» **Task to carry out**: What lines of the data hold the string "bool"? Pull each one out.

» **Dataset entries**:
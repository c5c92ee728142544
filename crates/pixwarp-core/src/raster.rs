//! The caller-facing raster: pixels plus transform configuration.
//!
//! A [`Raster`] owns a [`PixelBuffer`] and carries the settings transforms
//! read at call time: the region of interest, the interpolation mode and
//! the rotation background. None of these are latched; changing the mode
//! between two `resize` calls changes the second result.
//!
//! It also keeps an optional single snapshot of its pixels, the hook an
//! undo layer uses to restore the state before a destructive operation.
//! That layer owns the raster it works on; nothing here is global.

use tracing::debug;

use crate::buffer::{PackedPixel, PixelBuffer};
use crate::error::RasterResult;
use crate::roi::Roi;
use crate::transform::{self, InterpolationMode};
use crate::TransformSettings;

/// An in-memory raster with ROI, interpolation mode and background value.
#[derive(Debug, Clone)]
pub struct Raster {
    pixels: PixelBuffer,
    roi: Roi,
    settings: TransformSettings,
    snapshot: Option<PixelBuffer>,
}

impl Raster {
    /// Wrap a buffer with default settings and a full-buffer ROI.
    pub fn new(pixels: PixelBuffer) -> Self {
        Self::with_settings(pixels, TransformSettings::default())
    }

    pub fn with_settings(pixels: PixelBuffer, settings: TransformSettings) -> Self {
        let roi = Roi::full(pixels.width(), pixels.height());
        Self {
            pixels,
            roi,
            settings,
            snapshot: None,
        }
    }

    /// Build a raster from raw `0xAARRGGBB` values.
    pub fn from_raw(width: u32, height: u32, raw: Vec<u32>) -> RasterResult<Self> {
        Ok(Self::new(PixelBuffer::from_raw(width, height, raw)?))
    }

    #[inline]
    pub fn width(&self) -> u32 {
        self.pixels.width()
    }

    #[inline]
    pub fn height(&self) -> u32 {
        self.pixels.height()
    }

    pub fn pixel(&self, x: u32, y: u32) -> RasterResult<PackedPixel> {
        self.pixels.get(x, y)
    }

    pub fn set_pixel(&mut self, x: u32, y: u32, pixel: PackedPixel) -> RasterResult<()> {
        self.pixels.set(x, y, pixel)
    }

    // ------------------------------------------------------------------
    // Configuration
    // ------------------------------------------------------------------

    pub fn settings(&self) -> TransformSettings {
        self.settings
    }

    pub fn apply_settings(&mut self, settings: TransformSettings) {
        self.settings = settings;
    }

    pub fn interpolation_method(&self) -> InterpolationMode {
        self.settings.interpolation
    }

    pub fn set_interpolation_method(&mut self, mode: InterpolationMode) {
        self.settings.interpolation = mode;
    }

    pub fn background_value(&self) -> PackedPixel {
        self.settings.background
    }

    /// Value written where a rotation leaves no source pixel.
    pub fn set_background_value(&mut self, pixel: PackedPixel) {
        self.settings.background = pixel;
    }

    // ------------------------------------------------------------------
    // Region of interest
    // ------------------------------------------------------------------

    /// Current region of interest (the full raster when none is set).
    pub fn roi(&self) -> Roi {
        self.roi
    }

    /// Set the region of interest, clamped to the raster.
    ///
    /// A rectangle that does not overlap the raster resets to the full raster.
    pub fn set_roi(&mut self, x: i32, y: i32, width: i32, height: i32) {
        self.roi = Roi::clamped(
            x.into(),
            y.into(),
            width.into(),
            height.into(),
            self.width(),
            self.height(),
        );
    }

    pub fn reset_roi(&mut self) {
        self.roi = Roi::full(self.width(), self.height());
    }

    // ------------------------------------------------------------------
    // Pixel access
    // ------------------------------------------------------------------

    /// Live view of the pixels.
    pub fn pixels(&self) -> &PixelBuffer {
        &self.pixels
    }

    /// Live mutable view; writes go straight into the raster.
    pub fn pixels_mut(&mut self) -> &mut PixelBuffer {
        &mut self.pixels
    }

    /// Independent copy of the pixels.
    pub fn pixels_copy(&self) -> PixelBuffer {
        self.pixels.copy()
    }

    pub fn into_pixels(self) -> PixelBuffer {
        self.pixels
    }

    // ------------------------------------------------------------------
    // Transforms
    // ------------------------------------------------------------------

    /// New raster holding the pixels inside the ROI, no resampling.
    pub fn crop(&self) -> Raster {
        if self.roi.is_full(self.width(), self.height()) {
            return self.derive(self.pixels.copy());
        }
        self.derive(self.roi.crop(&self.pixels))
    }

    /// New raster with the ROI scaled to `width x height`.
    ///
    /// Uses the interpolation mode set at the time of the call. This raster
    /// is not modified.
    pub fn resize(&self, width: u32, height: u32) -> RasterResult<Raster> {
        let resized = transform::resize(
            &self.pixels,
            &self.roi,
            self.settings.interpolation,
            width,
            height,
        )?;
        Ok(self.derive(resized))
    }

    /// Rotate in place about the center; width and height are unchanged.
    ///
    /// On error the raster is left as it was.
    pub fn rotate(&mut self, angle_degrees: f64) -> RasterResult<()> {
        self.pixels = transform::rotate(
            &self.pixels,
            angle_degrees,
            self.settings.interpolation,
            self.settings.background,
        )?;
        Ok(())
    }

    pub fn flip_horizontal(&mut self) {
        transform::flip_horizontal(&mut self.pixels);
    }

    pub fn flip_vertical(&mut self) {
        transform::flip_vertical(&mut self.pixels);
    }

    /// Quarter turn clockwise. Swaps width and height and resets the ROI.
    pub fn rotate_right(&mut self) {
        self.pixels = transform::rotate_right(&self.pixels);
        self.reset_roi();
    }

    /// Quarter turn counter-clockwise. Swaps width and height and resets the ROI.
    pub fn rotate_left(&mut self) {
        self.pixels = transform::rotate_left(&self.pixels);
        self.reset_roi();
    }

    // ------------------------------------------------------------------
    // Snapshot
    // ------------------------------------------------------------------

    /// Remember the current pixels, replacing any earlier snapshot.
    pub fn snapshot(&mut self) {
        debug!(width = self.width(), height = self.height(), "snapshot");
        self.snapshot = Some(self.pixels.copy());
    }

    pub fn has_snapshot(&self) -> bool {
        self.snapshot.is_some()
    }

    /// Restore the snapshot taken by [`Raster::snapshot`].
    ///
    /// Returns `false` (and changes nothing) when there is no snapshot or
    /// its dimensions no longer match the raster. The snapshot is kept, so
    /// `reset` can be called again.
    pub fn reset(&mut self) -> bool {
        match &self.snapshot {
            Some(saved) if saved.width() == self.width() && saved.height() == self.height() => {
                debug!(width = self.width(), height = self.height(), "reset to snapshot");
                self.pixels.as_mut_slice().copy_from_slice(saved.as_slice());
                true
            }
            _ => false,
        }
    }

    pub fn clear_snapshot(&mut self) {
        self.snapshot = None;
    }

    /// A new raster that inherits this raster's settings.
    fn derive(&self, pixels: PixelBuffer) -> Raster {
        Raster::with_settings(pixels, self.settings)
    }
}

impl From<PixelBuffer> for Raster {
    fn from(pixels: PixelBuffer) -> Self {
        Raster::new(pixels)
    }
}

#[cfg(test)]
mod tests {
    use super::*;
    use crate::error::RasterError;

    fn gradient(width: u32, height: u32) -> Raster {
        let raw = (0..height)
            .flat_map(|y| {
                (0..width).map(move |x| 0xFF00_0000 | (x * 10) << 16 | (y * 10) << 8 | (x + y))
            })
            .collect();
        Raster::from_raw(width, height, raw).unwrap()
    }

    #[test]
    fn test_defaults() {
        let raster = gradient(4, 4);
        assert_eq!(raster.interpolation_method(), InterpolationMode::Bilinear);
        assert_eq!(raster.background_value(), PackedPixel::WHITE);
        assert_eq!(raster.roi(), Roi::full(4, 4));
        assert!(!raster.has_snapshot());
    }

    #[test]
    fn test_set_roi_clamps() {
        let mut raster = gradient(4, 4);
        raster.set_roi(2, 2, 10, 10);
        let roi = raster.roi();
        assert_eq!((roi.x(), roi.y(), roi.width(), roi.height()), (2, 2, 2, 2));

        raster.set_roi(9, 9, 2, 2);
        assert_eq!(raster.roi(), Roi::full(4, 4));

        raster.set_roi(1, 1, 2, 2);
        raster.reset_roi();
        assert_eq!(raster.roi(), Roi::full(4, 4));
    }

    #[test]
    fn test_crop_uses_roi() {
        let mut raster = gradient(4, 4);
        raster.set_roi(1, 1, 2, 2);
        let cropped = raster.crop();
        assert_eq!(cropped.width(), 2);
        assert_eq!(cropped.pixel(0, 0).unwrap(), raster.pixel(1, 1).unwrap());
        assert_eq!(cropped.roi(), Roi::full(2, 2));
    }

    #[test]
    fn test_crop_without_roi_copies_everything() {
        let raster = gradient(3, 2);
        let cropped = raster.crop();
        assert_eq!(cropped.pixels(), raster.pixels());
    }

    #[test]
    fn test_mode_read_at_call_time() {
        let mut raster = gradient(4, 4);
        raster.set_roi(1, 1, 2, 2);

        raster.set_interpolation_method(InterpolationMode::Nearest);
        let nearest = raster.resize(6, 6).unwrap();
        raster.set_interpolation_method(InterpolationMode::Bilinear);
        let bilinear = raster.resize(6, 6).unwrap();

        assert_ne!(nearest.pixels(), bilinear.pixels());
    }

    #[test]
    fn test_resize_inherits_settings() {
        let mut raster = gradient(4, 4);
        raster.set_interpolation_method(InterpolationMode::Bicubic);
        raster.set_background_value(PackedPixel::BLACK);
        raster.set_roi(0, 0, 2, 2);

        let out = raster.resize(8, 8).unwrap();
        assert_eq!(out.interpolation_method(), InterpolationMode::Bicubic);
        assert_eq!(out.background_value(), PackedPixel::BLACK);
        assert_eq!(out.roi(), Roi::full(8, 8));
    }

    #[test]
    fn test_resize_error_leaves_raster() {
        let raster = gradient(4, 4);
        let before = raster.pixels_copy();
        assert!(matches!(
            raster.resize(0, 3),
            Err(RasterError::InvalidDimensions { .. })
        ));
        assert_eq!(raster.pixels(), &before);
    }

    #[test]
    fn test_rotate_in_place() {
        let mut raster = gradient(6, 4);
        let before = raster.pixels_copy();
        raster.rotate(30.0).unwrap();
        assert_eq!(raster.width(), 6);
        assert_eq!(raster.height(), 4);
        assert_ne!(raster.pixels(), &before);
    }

    #[test]
    fn test_rotate_zero_is_noop() {
        let mut raster = gradient(6, 4);
        let before = raster.pixels_copy();
        raster.rotate(-360.0).unwrap();
        assert_eq!(raster.pixels(), &before);
    }

    #[test]
    fn test_rotate_error_leaves_raster() {
        let mut raster = gradient(6, 4);
        let before = raster.pixels_copy();
        assert!(raster.rotate(f64::NAN).is_err());
        assert_eq!(raster.pixels(), &before);
    }

    #[test]
    fn test_pixels_mut_is_live() {
        let mut raster = gradient(2, 2);
        raster.pixels_mut().set(0, 0, PackedPixel::BLACK).unwrap();
        assert_eq!(raster.pixel(0, 0).unwrap(), PackedPixel::BLACK);
    }

    #[test]
    fn test_pixels_copy_is_independent() {
        let mut raster = gradient(2, 2);
        let copy = raster.pixels_copy();
        raster.set_pixel(1, 1, PackedPixel::BLACK).unwrap();
        assert_ne!(copy.get(1, 1).unwrap(), PackedPixel::BLACK);
    }

    #[test]
    fn test_quarter_turn_swaps_and_resets_roi() {
        let mut raster = gradient(5, 3);
        raster.set_roi(1, 1, 2, 1);
        raster.rotate_right();
        assert_eq!((raster.width(), raster.height()), (3, 5));
        assert_eq!(raster.roi(), Roi::full(3, 5));
        raster.rotate_left();
        assert_eq!(raster.pixels(), gradient(5, 3).pixels());
    }

    #[test]
    fn test_flips() {
        let mut raster = Raster::from_raw(2, 2, vec![1, 2, 3, 4]).unwrap();
        raster.flip_horizontal();
        assert_eq!(raster.pixels().to_raw(), vec![2, 1, 4, 3]);
        raster.flip_vertical();
        assert_eq!(raster.pixels().to_raw(), vec![4, 3, 2, 1]);
    }

    #[test]
    fn test_snapshot_and_reset() {
        let mut raster = gradient(8, 8);
        assert!(!raster.reset());

        let original = raster.pixels_copy();
        raster.snapshot();
        raster.rotate(45.0).unwrap();
        assert_ne!(raster.pixels(), &original);

        assert!(raster.reset());
        assert_eq!(raster.pixels(), &original);
        // Snapshot survives a reset
        assert!(raster.has_snapshot());

        raster.clear_snapshot();
        assert!(!raster.reset());
    }

    #[test]
    fn test_reset_refuses_mismatched_snapshot() {
        let mut raster = gradient(4, 2);
        raster.snapshot();
        raster.rotate_right();
        let turned = raster.pixels_copy();
        assert!(!raster.reset());
        assert_eq!(raster.pixels(), &turned);
    }

    #[test]
    fn test_apply_settings() {
        let mut raster = gradient(2, 2);
        let settings = TransformSettings {
            interpolation: InterpolationMode::Nearest,
            background: PackedPixel::TRANSPARENT,
        };
        raster.apply_settings(settings);
        assert_eq!(raster.settings(), settings);
    }
}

» **Exercise answer**:
    pub fn has_snapshot(&self) -> bool {
    pub fn reset(&mut self) -> bool {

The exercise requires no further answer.